● **TASK DETAILS**
Using the material below, print the line that contains "pub struct Dimension(usize);", the line that contains "pub fn new(dim: usize)", and every line in between, exactly and nothing else.

● **RECORDS PROVIDED**
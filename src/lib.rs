//! # fox-hound
//!
//! The Fox and Hound board game: one fox tries to reach row 1, the hounds try
//! to box it in.
//!
//! ## Design Principles
//!
//! 1. **Rules Separate From I/O**: `rules` knows nothing about the terminal;
//!    `ui` knows nothing about legality. `game` connects them.
//!
//! 2. **Validated Inputs**: board sizes are checked once, when a `Dimension`
//!    is built, and labels once, when a `Coord` is decoded.
//!
//! 3. **Explicit State**: the hounds and the fox are separate fields of a
//!    `PlayerSet`, not positions in a flat array.
//!
//! ## Modules
//!
//! - `core`: coordinates, dimensions, figures, piece positions
//! - `rules`: `RulesEngine` trait and the Fox and Hound rules
//! - `persist`: one-line save files for the default board
//! - `ui`: board rendering and console prompts
//! - `game`: the controller state machine

pub mod core;
pub mod error;
pub mod game;
pub mod persist;
pub mod rules;
pub mod ui;

// Re-export commonly used types
pub use crate::core::{Coord, Dimension, Figure, GameConfig, GameState, Move, Occupancy, PlayerSet};

pub use crate::error::{GameError, MoveError, Result};

pub use crate::rules::{FoxHoundRules, GameResult, RulesEngine};

pub use crate::persist::{load_game, save_game, SaveRecord};

pub use crate::ui::{render_board, Console, MenuChoice, TextConsole};

pub use crate::game::{ControllerState, GameController};
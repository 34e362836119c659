//! Console collaborator: menu, coordinate and file-path prompts.
//!
//! `Console` is the seam between the game controller and the terminal.
//! `TextConsole` implements it over any reader/writer pair, so the whole game
//! can be driven from an in-memory script in tests.
//!
//! Malformed input is re-prompted here and never reaches the controller,
//! with one exception: a number outside the menu range is passed through so
//! the controller can report it.

use std::io::{self, BufRead, Stderr, StdinLock, Stdout, Write};

use crate::core::{Coord, Dimension, Figure, Move, PlayerSet};

use super::render::render_board;

/// Main menu display string.
pub const MAIN_MENU: &str = "\n1. Move\n2. Save\n3. Load\n4. Exit\n\nEnter 1 - 4:";

/// Main menu entries.
#[derive(Clone, Copy, Debug, PartialEq, Eq)]
pub enum MenuChoice {
    Move = 1,
    Save = 2,
    Load = 3,
    Exit = 4,
}

impl MenuChoice {
    /// Map a menu number to an entry.
    #[must_use]
    pub fn from_number(n: i64) -> Option<Self> {
        match n {
            1 => Some(MenuChoice::Move),
            2 => Some(MenuChoice::Save),
            3 => Some(MenuChoice::Load),
            4 => Some(MenuChoice::Exit),
            _ => None,
        }
    }
}

/// Terminal operations the controller needs.
///
/// Every query blocks until it has a well-formed answer. End of input is
/// reported as `io::ErrorKind::UnexpectedEof`.
pub trait Console {
    /// Print the board.
    fn display_board(&mut self, players: &PlayerSet, dim: Dimension) -> io::Result<()>;

    /// Show the menu for `turn` and read a menu number.
    fn menu_query(&mut self, turn: Figure) -> io::Result<i64>;

    /// Read an origin/destination pair, both on the board.
    fn position_query(&mut self, dim: Dimension) -> io::Result<Move>;

    /// Read a raw file path.
    fn file_query(&mut self) -> io::Result<String>;

    /// Print an informational line.
    fn message(&mut self, text: &str) -> io::Result<()>;

    /// Print an error line.
    fn error(&mut self, text: &str) -> io::Result<()>;
}

/// Line-oriented console over an injected input stream and two output streams.
pub struct TextConsole<R, W, E> {
    input: R,
    out: W,
    err: E,
}

impl TextConsole<StdinLock<'static>, Stdout, Stderr> {
    /// Console on the process's standard streams.
    pub fn stdio() -> Self {
        Self::new(io::stdin().lock(), io::stdout(), io::stderr())
    }
}

impl<R: BufRead, W: Write, E: Write> TextConsole<R, W, E> {
    pub fn new(input: R, out: W, err: E) -> Self {
        Self { input, out, err }
    }

    /// Give back the output streams, e.g. to inspect them in tests.
    pub fn into_outputs(self) -> (W, E) {
        (self.out, self.err)
    }

    /// Read one line. Bytes that aren't UTF-8 become U+FFFD, so the caller's
    /// parser rejects the line and re-prompts.
    fn read_line(&mut self) -> io::Result<String> {
        let mut buf = Vec::new();
        if self.input.read_until(b'\n', &mut buf)? == 0 {
            return Err(io::Error::new(io::ErrorKind::UnexpectedEof, "console input closed"));
        }
        Ok(String::from_utf8_lossy(&buf).into_owned())
    }

    fn parse_pair(line: &str, dim: Dimension) -> Option<Move> {
        let mv = Move::parse(line).ok()?;
        (mv.origin.is_on_board(dim) && mv.destination.is_on_board(dim)).then_some(mv)
    }
}

impl<R: BufRead, W: Write, E: Write> Console for TextConsole<R, W, E> {
    fn display_board(&mut self, players: &PlayerSet, dim: Dimension) -> io::Result<()> {
        write!(self.out, "{}", render_board(players, dim))?;
        self.out.flush()
    }

    fn menu_query(&mut self, turn: Figure) -> io::Result<i64> {
        loop {
            writeln!(self.out, "{} to move", turn.side_name())?;
            writeln!(self.out, "{MAIN_MENU}")?;
            self.out.flush()?;

            let line = self.read_line()?;
            match line.split_whitespace().next().map(str::parse::<i64>) {
                Some(Ok(n)) => return Ok(n),
                _ => writeln!(self.out, "Please enter valid number.")?,
            }
        }
    }

    fn position_query(&mut self, dim: Dimension) -> io::Result<Move> {
        let last = Coord::new((dim.get() - 1) as u8, dim.get() as u8);
        loop {
            writeln!(self.out, "Provide origin and destination coordinates.")?;
            writeln!(self.out, "Enter two positions between A1-{last}:")?;
            self.out.flush()?;

            let line = self.read_line()?;
            if let Some(mv) = Self::parse_pair(&line, dim) {
                return Ok(mv);
            }
            writeln!(self.out)?;
            self.error("ERROR: Please enter valid coordinate pair separated by space.")?;
        }
    }

    fn file_query(&mut self) -> io::Result<String> {
        writeln!(self.out, "Enter file path:")?;
        self.out.flush()?;
        Ok(self.read_line()?.trim().to_string())
    }

    fn message(&mut self, text: &str) -> io::Result<()> {
        writeln!(self.out, "{text}")
    }

    fn error(&mut self, text: &str) -> io::Result<()> {
        writeln!(self.err, "{text}")?;
        self.err.flush()
    }
}
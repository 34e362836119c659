//! Rules engine: placement, move legality and win detection.
//!
//! `RulesEngine` is the seam the controller talks to; `FoxHoundRules` is the
//! Fox and Hound implementation, with its building blocks exposed as free
//! functions for callers that only need one check.

pub mod engine;
pub mod fox_hound;

pub use engine::{GameResult, RulesEngine};
pub use fox_hound::{
    fox_start_column, initial_placement, initialise, is_fox_win, is_hound_win, FoxHoundRules,
};
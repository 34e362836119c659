//! Board configuration.
//!
//! - `Dimension`: a validated board size (4..=26), fixed for a whole game
//! - `GameConfig`: dimension plus the directory bare save-file names resolve against
//!
//! Every rules entry point takes a `Dimension`, so an out-of-range board size
//! is rejected once, at construction, and can't reach the engine afterwards.

use std::path::{Path, PathBuf};

use serde::{Deserialize, Serialize};

use crate::error::{GameError, Result};

/// Default dimension of the game board when none is specified.
pub const DEFAULT_DIM: usize = 8;
/// Minimum board dimension.
pub const MIN_DIM: usize = 4;
/// Maximum board dimension (one column per letter A..Z).
pub const MAX_DIM: usize = 26;
/// Number of pieces on the default board (4 hounds + 1 fox).
pub const DEFAULT_LENGTH: usize = DEFAULT_DIM / 2 + 1;

/// Warning shown when a requested dimension falls outside `MIN_DIM..=MAX_DIM`.
pub const DIMENSION_FALLBACK_WARNING: &str =
    "Sorry, board dimensions should be from 4 to 26. Using default dimensions instead";

/// Side length of a square board, always within `MIN_DIM..=MAX_DIM`.
#[derive(Clone, Copy, Debug, PartialEq, Eq, Hash, Serialize, Deserialize)]
#[serde(try_from = "usize", into = "usize")]
pub struct Dimension(usize);

impl Dimension {
    /// The 8×8 board, the only size that supports save and load.
    pub const DEFAULT: Dimension = Dimension(DEFAULT_DIM);

    /// Validate a raw board size.
    pub fn new(dim: usize) -> Result<Self> {
        if (MIN_DIM..=MAX_DIM).contains(&dim) {
            Ok(Self(dim))
        } else {
            Err(GameError::InvalidDimension(dim))
        }
    }

    /// Get the raw side length.
    #[must_use]
    pub const fn get(self) -> usize {
        self.0
    }

    /// Number of hounds placed on a board of this size.
    #[must_use]
    pub const fn hound_count(self) -> usize {
        self.0 / 2
    }

    /// Number of pieces (hounds plus the fox).
    #[must_use]
    pub const fn piece_count(self) -> usize {
        self.hound_count() + 1
    }

    #[must_use]
    pub fn is_default(self) -> bool {
        self == Self::DEFAULT
    }
}

impl Default for Dimension {
    fn default() -> Self {
        Self::DEFAULT
    }
}

impl TryFrom<usize> for Dimension {
    type Error = GameError;

    fn try_from(dim: usize) -> Result<Self> {
        Self::new(dim)
    }
}

impl From<Dimension> for usize {
    fn from(dim: Dimension) -> usize {
        dim.0
    }
}

impl std::fmt::Display for Dimension {
    fn fmt(&self, f: &mut std::fmt::Formatter<'_>) -> std::fmt::Result {
        write!(f, "{}x{}", self.0, self.0)
    }
}

/// Startup configuration for one game session.
#[derive(Clone, Debug, PartialEq, Eq)]
pub struct GameConfig {
    /// Board size for the whole game.
    pub dimension: Dimension,

    /// Directory that bare save-file names (no path separator) resolve against.
    pub save_dir: PathBuf,
}

impl Default for GameConfig {
    fn default() -> Self {
        Self {
            dimension: Dimension::DEFAULT,
            save_dir: PathBuf::from("."),
        }
    }
}

impl GameConfig {
    /// Create a configuration for the default board.
    pub fn new() -> Self {
        Self::default()
    }

    /// Build a configuration from an optional requested dimension.
    ///
    /// Out-of-range requests fall back to the default board; the second
    /// element is `true` when that happened so the caller can warn the user.
    pub fn from_requested(requested: Option<i64>) -> (Self, bool) {
        let Some(raw) = requested else {
            return (Self::default(), false);
        };

        match usize::try_from(raw).ok().and_then(|d| Dimension::new(d).ok()) {
            Some(dimension) => (Self::default().with_dimension(dimension), false),
            None => {
                log::warn!("requested board dimension {raw} out of range, using {DEFAULT_DIM}");
                (Self::default(), true)
            }
        }
    }

    /// Set the board dimension.
    #[must_use]
    pub fn with_dimension(mut self, dimension: Dimension) -> Self {
        self.dimension = dimension;
        self
    }

    /// Set the directory bare file names resolve against.
    #[must_use]
    pub fn with_save_dir(mut self, dir: impl Into<PathBuf>) -> Self {
        self.save_dir = dir.into();
        self
    }

    /// Resolve a user-entered file name.
    ///
    /// Input containing `/` or `\` is taken verbatim, anything else is
    /// placed inside `save_dir`.
    #[must_use]
    pub fn resolve_path(&self, input: &str) -> PathBuf {
        if input.contains(|c| c == '/' || c == '\\') {
            PathBuf::from(input)
        } else {
            self.save_dir.join(input)
        }
    }

    #[must_use]
    pub fn save_dir(&self) -> &Path {
        &self.save_dir
    }
}
//! Game session: the controller state machine tying rules, console and
//! persistence together.

pub mod controller;

pub use controller::{ControllerState, GameController, SEPARATOR};
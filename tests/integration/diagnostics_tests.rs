use serde_json::json;
use tierkv::backend::mock::MockFault;
use tierkv::backend::TierId;
use tierkv::test_utils::fixtures::EngineFixture;

#[tokio::test]
async fn scan_reports_each_physical_copy() {
    let f = EngineFixture::new();
    f.engine.save("petPresetsOrder", &json!(["a", "b"])).await.unwrap();
    f.alt.put_raw("NS_petPresetsOrder", "\"[\\\"a\\\"]\"");

    let report = f.engine.scan_all_locations("petPresetsOrder");
    assert!(!report.tombstoned);
    assert_eq!(
        report.found_in(),
        vec![TierId::ExtensionPersistent, TierId::PagePrimary, TierId::PageSecondary]
    );

    let alt = report
        .locations
        .iter()
        .find(|l| l.tier == TierId::PageSecondary)
        .unwrap();
    assert_eq!(alt.data_type, Some("array"));
    assert_eq!(alt.item_count, Some(1));
    assert!(!alt.corrupted);
}

#[test]
fn scan_flags_corrupt_text_and_ignores_tombstones() {
    let f = EngineFixture::new();
    f.page.put_raw("NS_settings", "{not json");
    f.ext.put_raw("NS_petAbilityLogs", "[{\"type\":\"a\",\"subject\":\"b\",\"timestamp\":1}]");

    let settings = f.engine.scan_all_locations("settings");
    let page = settings
        .locations
        .iter()
        .find(|l| l.tier == TierId::PagePrimary)
        .unwrap();
    assert!(page.found && page.corrupted);
    assert_eq!(page.preview.as_deref(), Some("{not json"));

    // Scans read the raw tiers, so a tombstoned key still shows its bytes.
    f.engine.hard_clear("petAbilityLogs");
    f.ext.put_raw("NS_petAbilityLogs", "[1,2]");
    let logs = f.engine.scan_all_locations("petAbilityLogs");
    assert!(logs.tombstoned);
    assert_eq!(logs.found_in(), vec![TierId::ExtensionPersistent]);
}

#[test]
fn health_check_reports_failing_tiers() {
    let f = EngineFixture::new();
    let healthy = f.engine.health_check();
    assert!(healthy.is_healthy());
    assert_eq!(healthy.selected, TierId::ExtensionPersistent);
    assert!(healthy.write_tests.iter().all(|t| t.passed));

    f.alt.inject(MockFault::DropWrites);
    let report = f.engine.health_check();
    assert!(!report.is_healthy());
    let failed: Vec<_> = report
        .write_tests
        .iter()
        .filter(|t| !t.passed)
        .map(|t| t.tier)
        .collect();
    assert_eq!(failed, vec![TierId::PageSecondary]);
    assert_eq!(f.alt.raw("NS_health_check_test"), None);
}
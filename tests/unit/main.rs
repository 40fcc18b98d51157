//! Unit test suite entry point.

mod cli_parse_tests;
mod config_tests;
mod key_tests;
mod logs_tests;
mod schema_tests;
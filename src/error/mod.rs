//! Error handling for tierkv.
//!
//! This module provides:
//! - [`StoreError`]: The main error enum for engine operations
//! - [`ErrorCode`]: Standardized error codes for machine parsing
//! - [`StructuredError`]: Rich error type with suggestions and context
//! - [`suggest_for_error`]: context-aware remediation text, also used by alerts

mod codes;
mod suggestions;

use std::io;

use serde::{Deserialize, Serialize};
use serde_json::Value;
use thiserror::Error;

use crate::backend::BackendError;

pub use codes::ErrorCode;
pub use suggestions::suggest_for_error;

/// Main error type for tierkv operations.
#[derive(Error, Debug)]
pub enum StoreError {
    #[error("Backend unavailable: {tier}: {reason}")]
    BackendUnavailable { tier: String, reason: String },

    #[error("Write verification failed for {key} after {attempts} attempt(s)")]
    WriteVerificationFailed { key: String, attempts: u32 },

    #[error("Write failed for {key}: no tier accepted the value")]
    WriteFailed { key: String },

    #[error("Storage quota exceeded while writing {key}")]
    QuotaExceeded { key: String },

    #[error("Parse error for {key}: {reason}")]
    ParseError { key: String, reason: String },

    #[error("Key '{key}' is missing namespace prefix '{prefix}'")]
    NamespaceViolation { key: String, prefix: String },

    #[error("Shape mismatch for {key}: expected {expected}, found {found}")]
    ShapeMismatch {
        key: String,
        expected: String,
        found: String,
    },

    #[error("Backend error: {0}")]
    Backend(#[from] BackendError),

    #[error("Database error: {0}")]
    Database(#[from] rusqlite::Error),

    #[error("IO error: {0}")]
    Io(#[from] io::Error),

    #[error("JSON serialization error: {0}")]
    Json(#[from] serde_json::Error),

    #[error("TOML parse error: {0}")]
    Toml(#[from] toml::de::Error),

    #[error("Config error: {0}")]
    Config(String),

    #[error("Config file not found: {0}")]
    ConfigNotFound(String),

    #[error("Invalid snapshot: {0}")]
    InvalidSnapshot(String),

    #[error("Not found: {0}")]
    NotFound(String),
}

impl StoreError {
    /// Get the error code for this error.
    #[must_use]
    pub const fn code(&self) -> ErrorCode {
        match self {
            Self::BackendUnavailable { .. } => ErrorCode::TierUnavailable,
            Self::WriteVerificationFailed { .. } => ErrorCode::WriteVerificationFailed,
            Self::WriteFailed { .. } => ErrorCode::WriteFailed,
            Self::QuotaExceeded { .. } => ErrorCode::QuotaExceeded,
            Self::ParseError { .. } => ErrorCode::ParseError,
            Self::NamespaceViolation { .. } => ErrorCode::NamespaceViolation,
            Self::ShapeMismatch { .. } => ErrorCode::ShapeMismatch,
            Self::Backend(inner) => inner.code(),
            Self::Database(_) => ErrorCode::DatabaseError,
            Self::Io(_) => ErrorCode::IoError,
            Self::Json(_) => ErrorCode::SerializationError,
            Self::Toml(_) | Self::Config(_) => ErrorCode::ConfigInvalid,
            Self::ConfigNotFound(_) => ErrorCode::ConfigNotFound,
            Self::InvalidSnapshot(_) => ErrorCode::SnapshotInvalid,
            Self::NotFound(_) => ErrorCode::NotFound,
        }
    }

    /// Get context information for this error as JSON.
    #[must_use]
    pub fn context(&self) -> Option<Value> {
        match self {
            Self::BackendUnavailable { tier, reason } => {
                Some(serde_json::json!({ "tier": tier, "reason": reason }))
            }
            Self::WriteVerificationFailed { key, attempts } => {
                Some(serde_json::json!({ "key": key, "attempts": attempts }))
            }
            Self::QuotaExceeded { key } | Self::WriteFailed { key } => {
                Some(serde_json::json!({ "key": key }))
            }
            Self::ParseError { key, reason } => {
                Some(serde_json::json!({ "key": key, "reason": reason }))
            }
            Self::NamespaceViolation { key, prefix } => {
                Some(serde_json::json!({ "key": key, "prefix": prefix }))
            }
            Self::ShapeMismatch {
                key,
                expected,
                found,
            } => Some(serde_json::json!({ "key": key, "expected": expected, "found": found })),
            Self::NotFound(key) => Some(serde_json::json!({ "key": key })),
            _ => None,
        }
    }

    /// Whether this failure came from a storage quota.
    #[must_use]
    pub fn is_quota(&self) -> bool {
        match self {
            Self::QuotaExceeded { .. } => true,
            Self::Backend(inner) => inner.is_quota(),
            _ => false,
        }
    }

    /// Convert this error to a structured error.
    #[must_use]
    pub fn to_structured(&self) -> StructuredError {
        StructuredError::from_store_error(self)
    }
}

/// A structured error with machine-readable code, suggestion, and context.
///
/// Emitted in robot mode so scripts can branch on `code` rather than
/// parsing the message.
#[derive(Debug, Clone, Serialize, Deserialize)]
pub struct StructuredError {
    /// The error code (e.g., "QUOTA_EXCEEDED")
    pub code: ErrorCode,

    /// The numeric error code (e.g., 103)
    pub numeric_code: u16,

    /// Human-readable error message
    pub message: String,

    /// Actionable suggestion for recovery
    pub suggestion: String,

    /// Additional context for debugging
    #[serde(skip_serializing_if = "Option::is_none")]
    pub context: Option<Value>,

    /// Whether this error is potentially recoverable by the user
    pub recoverable: bool,

    /// Error category (e.g., "tier", "write")
    pub category: String,
}

impl StructuredError {
    /// Create a new structured error.
    #[must_use]
    pub fn new(code: ErrorCode, message: impl Into<String>) -> Self {
        Self {
            numeric_code: code.numeric(),
            suggestion: code.suggestion().to_string(),
            context: None,
            recoverable: code.is_recoverable(),
            category: code.category().to_string(),
            code,
            message: message.into(),
        }
    }

    /// Create a structured error from a [`StoreError`].
    #[must_use]
    pub fn from_store_error(err: &StoreError) -> Self {
        let code = err.code();
        let context = err.context();
        let suggestion = suggest_for_error(code, context.as_ref());

        Self {
            code,
            numeric_code: code.numeric(),
            message: err.to_string(),
            suggestion,
            context,
            recoverable: code.is_recoverable(),
            category: code.category().to_string(),
        }
    }

    /// Add context to this error and regenerate the suggestion.
    #[must_use]
    pub fn with_context(mut self, context: Value) -> Self {
        self.context = Some(context);
        self.suggestion = suggest_for_error(self.code, self.context.as_ref());
        self
    }
}

impl std::fmt::Display for StructuredError {
    fn fmt(&self, f: &mut std::fmt::Formatter<'_>) -> std::fmt::Result {
        write!(f, "[{}] {}", self.code, self.message)
    }
}

impl From<&StoreError> for StructuredError {
    fn from(err: &StoreError) -> Self {
        Self::from_store_error(err)
    }
}

/// Result type alias using [`StoreError`].
pub type Result<T> = std::result::Result<T, StoreError>;
//! JSON snapshots of the registry keys.

use std::collections::BTreeMap;
use std::fs;
use std::path::Path;

use chrono::{DateTime, Utc};
use serde::{Deserialize, Serialize};
use serde_json::Value;

use crate::error::{Result, StoreError};

pub const SNAPSHOT_VERSION: u32 = 1;

#[derive(Debug, Clone, PartialEq, Serialize, Deserialize)]
pub struct Snapshot {
    pub version: u32,
    pub exported_at: DateTime<Utc>,
    pub prefix: String,
    /// Best value of every key that had one, keyed by the prefixed name.
    pub entries: BTreeMap<String, Value>,
}

impl Snapshot {
    #[must_use]
    pub fn new(prefix: &str, entries: BTreeMap<String, Value>) -> Self {
        Self {
            version: SNAPSHOT_VERSION,
            exported_at: Utc::now(),
            prefix: prefix.to_string(),
            entries,
        }
    }

    pub fn validate(&self) -> Result<()> {
        if self.version != SNAPSHOT_VERSION {
            return Err(StoreError::InvalidSnapshot(format!(
                "unsupported version {}",
                self.version
            )));
        }
        if self.prefix.is_empty() {
            return Err(StoreError::InvalidSnapshot("empty namespace prefix".to_string()));
        }
        if let Some(key) = self.entries.keys().find(|k| !k.starts_with(&self.prefix)) {
            return Err(StoreError::NamespaceViolation {
                key: key.clone(),
                prefix: self.prefix.clone(),
            });
        }
        Ok(())
    }

    pub fn parse(text: &str) -> Result<Self> {
        let snapshot: Self = serde_json::from_str(text)
            .map_err(|e| StoreError::InvalidSnapshot(e.to_string()))?;
        snapshot.validate()?;
        Ok(snapshot)
    }

    pub fn read(path: &Path) -> Result<Self> {
        if !path.exists() {
            return Err(StoreError::NotFound(path.display().to_string()));
        }
        Self::parse(&fs::read_to_string(path)?)
    }

    pub fn write(&self, path: &Path) -> Result<()> {
        if let Some(parent) = path.parent().filter(|p| !p.as_os_str().is_empty()) {
            fs::create_dir_all(parent)?;
        }
        fs::write(path, serde_json::to_string_pretty(self)?)?;
        Ok(())
    }

    #[must_use]
    pub fn len(&self) -> usize {
        self.entries.len()
    }

    #[must_use]
    pub fn is_empty(&self) -> bool {
        self.entries.is_empty()
    }
}

/// Outcome of restoring a snapshot.
#[derive(Debug, Clone, Default, Serialize)]
pub struct ImportReport {
    pub restored: Vec<String>,
    pub failed: Vec<String>,
}
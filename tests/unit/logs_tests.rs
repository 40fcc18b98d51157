use serde_json::json;
use tierkv::logs::{
    archive_overflow, entries_from_json, entries_to_json, fingerprint, merge, normalize,
    split_overflow, LogEntry,
};

fn entry(kind: &str, ts: i64) -> LogEntry {
    LogEntry::new(kind, "Rex", ts)
}

fn timestamps(entries: &[LogEntry]) -> Vec<i64> {
    entries.iter().map(|e| e.timestamp).collect()
}

#[test]
fn fingerprint_is_stable_base36() {
    let a = fingerprint("ProduceScaleBoost", "Rex", 1_700_000_000_000);
    let b = fingerprint("ProduceScaleBoost", "Rex", 1_700_000_000_000);
    assert_eq!(a, b);
    assert!(a.chars().all(|c| c.is_ascii_digit() || c.is_ascii_lowercase()));
    assert_ne!(a, fingerprint("ProduceScaleBoost", "Rex", 1_700_000_000_001));
}

#[test]
fn merge_is_newest_first_and_counts_new_records() {
    let existing = vec![entry("a", 1), entry("b", 3)];
    let incoming = vec![entry("b", 3), entry("c", 2)];
    let outcome = merge(&existing, &incoming);
    assert_eq!(outcome.added, 1);
    assert_eq!(timestamps(&outcome.entries), vec![3, 2, 1]);
}

#[test]
fn explicit_id_overrides_fingerprint() {
    let first = entry("a", 1).with_id("x1");
    let same_id = entry("different", 5).with_id("x1");
    let outcome = merge(&[first], &[same_id]);
    assert_eq!(outcome.added, 0);
    assert_eq!(outcome.entries.len(), 1);
}

#[test]
fn normalize_collapses_duplicates_in_one_batch() {
    let batch = vec![entry("a", 1), entry("a", 1), entry("b", 2)];
    assert_eq!(timestamps(&normalize(&batch)), vec![2, 1]);
}

#[test]
fn split_keeps_newest_in_main() {
    let entries = normalize(&[entry("a", 1), entry("b", 2), entry("c", 3)]);
    let (main, overflow) = split_overflow(entries, 2);
    assert_eq!(timestamps(&main), vec![3, 2]);
    assert_eq!(timestamps(&overflow), vec![1]);
}

#[test]
fn archive_respects_cap() {
    let archive = vec![entry("old", 1)];
    let overflow = vec![entry("x", 4), entry("y", 3)];
    let merged = archive_overflow(&archive, &overflow, 2);
    assert_eq!(timestamps(&merged), vec![4, 3]);
}

#[test]
fn legacy_field_names_are_accepted() {
    let value = json!([
        {"abilityType": "Rainbow", "petName": "Ada", "timestamp": 10, "color": "red"},
        "not a record"
    ]);
    let entries = entries_from_json(&value);
    assert_eq!(entries.len(), 1);
    assert_eq!(entries[0].kind, "Rainbow");
    assert_eq!(entries[0].subject, "Ada");
    assert_eq!(entries[0].extra["color"], "red");

    let back = entries_to_json(&entries);
    assert_eq!(back[0]["type"], "Rainbow");
    assert_eq!(back[0]["color"], "red");
}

● **OUTPUT**
pub struct Dimension(usize);

impl Dimension {
    /// The 8×8 board, the only size that supports save and load.
    pub const DEFAULT: Dimension = Dimension(DEFAULT_DIM);

    /// Validate a raw board size.
    pub fn new(dim: usize) -> Result<Self> {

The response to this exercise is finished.